(EXCERPTED DATA)
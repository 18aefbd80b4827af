//! Scoped symbol tables (spec.md §3 "Symbol tables").
//!
//! Two parallel stacks of scopes track C's two identifier namespaces:
//! ordinary identifiers (variables, functions, typedef names, enumerators)
//! and tags (struct/union/enum names). A scope is pushed for every
//! compound statement and popped when the parser leaves it; the two
//! stacks always have the same depth because both are driven by the same
//! `enter_scope`/`leave_scope` calls.

use crate::types::{Aggregate, EnumDef, Type};
use std::collections::HashMap;
use std::rc::Rc;

#[derive(Debug, Clone, PartialEq, Eq)]
pub enum OrdinaryBinding {
    Variable(Type),
    Function(Type),
    TypedefName(Type),
    Enumerator(i64),
}

#[derive(Debug, Clone, PartialEq, Eq)]
pub enum TagBinding {
    Struct(Rc<Aggregate>),
    Enum(Rc<EnumDef>),
}

#[derive(Debug, Default)]
struct Scope {
    ordinary: HashMap<String, OrdinaryBinding>,
    tags: HashMap<String, TagBinding>,
}

/// Why a `declare_ordinary` call was rejected: the caller turns this into
/// the appropriate [`crate::diagnostics::DiagnosticKind`] (it knows the
/// span; this module only knows names and scopes).
#[derive(Debug, Clone, PartialEq, Eq)]
pub enum DeclareError {
    /// Same name already bound in the *current* scope with an
    /// incompatible kind (a nested scope shadowing an outer binding is
    /// always fine and never reaches this).
    Redefinition,
}

#[derive(Debug)]
pub struct SymbolTable {
    scopes: Vec<Scope>,
}

impl Default for SymbolTable {
    fn default() -> Self {
        SymbolTable { scopes: vec![Scope::default()] }
    }
}

impl SymbolTable {
    pub fn new() -> Self {
        SymbolTable::default()
    }

    pub fn enter_scope(&mut self) {
        self.scopes.push(Scope::default());
    }

    pub fn leave_scope(&mut self) {
        assert!(self.scopes.len() > 1, "cannot pop the file scope");
        self.scopes.pop();
    }

    pub fn depth(&self) -> usize {
        self.scopes.len()
    }

    /// Declare `name` in the *current* scope. A function redeclared with
    /// an identical type in the same scope (the common "prototype, then
    /// definition" pattern) is accepted silently; anything else already
    /// present in this scope is a [`DeclareError::Redefinition`].
    pub fn declare_ordinary(&mut self, name: &str, binding: OrdinaryBinding) -> Result<(), DeclareError> {
        let scope = self.scopes.last_mut().expect("at least file scope");
        if let Some(existing) = scope.ordinary.get(name) {
            let compatible_redecl = matches!(
                (existing, &binding),
                (OrdinaryBinding::Function(a), OrdinaryBinding::Function(b)) if a == b
            );
            if !compatible_redecl {
                return Err(DeclareError::Redefinition);
            }
        }
        scope.ordinary.insert(name.to_string(), binding);
        Ok(())
    }

    /// Forward declarations (`struct S;`) and the eventual body
    /// (`struct S { ... };`) both call this; the later call simply
    /// overwrites the tag's binding with the completed aggregate. Code
    /// that already resolved a pointer to the incomplete type keeps
    /// pointing at it — only *later* lookups see the completed body,
    /// matching how an incomplete type stays incomplete at every point
    /// before its definition.
    pub fn declare_tag(&mut self, name: &str, binding: TagBinding) -> Result<(), DeclareError> {
        let scope = self.scopes.last_mut().expect("at least file scope");
        if let Some(existing) = scope.tags.get(name) {
            if !tag_bodies_compatible(existing, &binding) {
                return Err(DeclareError::Redefinition);
            }
        }
        scope.tags.insert(name.to_string(), binding);
        Ok(())
    }

    pub fn lookup_ordinary(&self, name: &str) -> Option<&OrdinaryBinding> {
        self.scopes.iter().rev().find_map(|s| s.ordinary.get(name))
    }

    pub fn lookup_tag(&self, name: &str) -> Option<&TagBinding> {
        self.scopes.iter().rev().find_map(|s| s.tags.get(name))
    }

    /// The parser consults this whenever it sees a bare identifier token
    /// while scanning for declaration-specifiers (spec.md §4.5): if the
    /// name currently resolves to a typedef, the parser treats the token
    /// as a type-specifier instead of an expression identifier.
    pub fn is_typedef_name(&self, name: &str) -> bool {
        matches!(self.lookup_ordinary(name), Some(OrdinaryBinding::TypedefName(_)))
    }
}

fn tag_bodies_compatible(existing: &TagBinding, incoming: &TagBinding) -> bool {
    match (existing, incoming) {
        (TagBinding::Struct(a), TagBinding::Struct(b)) => {
            // A forward declaration (`complete: false`) is always
            // compatible with anything that completes it later, and an
            // identical completed body redeclared is harmless; only a
            // genuinely different completed body is a redefinition.
            !a.complete || Rc::ptr_eq(a, b) || a == b
        }
        (TagBinding::Enum(a), TagBinding::Enum(b)) => Rc::ptr_eq(a, b) || a == b,
        _ => false,
    }
}

#[cfg(test)]
mod tests {
    use super::*;
    use crate::types::{IntRank, Type};

    #[test]
    fn nested_scope_shadows_outer_binding() {
        let mut st = SymbolTable::new();
        st.declare_ordinary("x", OrdinaryBinding::Variable(Type::int(true, IntRank::Int))).unwrap();
        st.enter_scope();
        st.declare_ordinary("x", OrdinaryBinding::Variable(Type::float(crate::types::FloatRank::Double))).unwrap();
        assert!(matches!(st.lookup_ordinary("x"), Some(OrdinaryBinding::Variable(t)) if t.is_floating()));
        st.leave_scope();
        assert!(matches!(st.lookup_ordinary("x"), Some(OrdinaryBinding::Variable(t)) if t.is_integer()));
    }

    #[test]
    fn redefinition_in_same_scope_is_rejected() {
        let mut st = SymbolTable::new();
        st.declare_ordinary("x", OrdinaryBinding::Variable(Type::int(true, IntRank::Int))).unwrap();
        let err = st.declare_ordinary("x", OrdinaryBinding::Variable(Type::float(crate::types::FloatRank::Double)));
        assert_eq!(err, Err(DeclareError::Redefinition));
    }

    #[test]
    fn identical_function_prototype_redeclaration_is_accepted() {
        let mut st = SymbolTable::new();
        let fn_ty = Type::function(Type::void(), vec![Type::int(true, IntRank::Int)], false);
        st.declare_ordinary("f", OrdinaryBinding::Function(fn_ty.clone())).unwrap();
        assert!(st.declare_ordinary("f", OrdinaryBinding::Function(fn_ty)).is_ok());
    }

    #[test]
    fn typedef_name_is_visible_to_is_typedef_name() {
        let mut st = SymbolTable::new();
        st.declare_ordinary("myint", OrdinaryBinding::TypedefName(Type::int(true, IntRank::Int))).unwrap();
        assert!(st.is_typedef_name("myint"));
        assert!(!st.is_typedef_name("x"));
    }

    #[test]
    fn forward_tag_declaration_then_completion_is_not_a_redefinition() {
        let mut st = SymbolTable::new();
        let incomplete = Rc::new(Aggregate { is_union: false, tag: Some("S".into()), fields: vec![], complete: false });
        st.declare_tag("S", TagBinding::Struct(incomplete)).unwrap();
        let complete = Rc::new(Aggregate { is_union: false, tag: Some("S".into()), fields: vec![], complete: true });
        assert!(st.declare_tag("S", TagBinding::Struct(complete)).is_ok());
    }
}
(End EXCERPTED DATA)
REQUIRED WORK.
Exact copies of the lines from the start of the data up to the line holding "typedef names, enumerators)", both included, are all that is needed.

YOUR SOLUTION.
repository 18aefbd80b4827af
//! Scoped symbol tables (spec.md §3 "Symbol tables").
//!
//! Two parallel stacks of scopes track C's two identifier namespaces:
//! ordinary identifiers (variables, functions, typedef names, enumerators)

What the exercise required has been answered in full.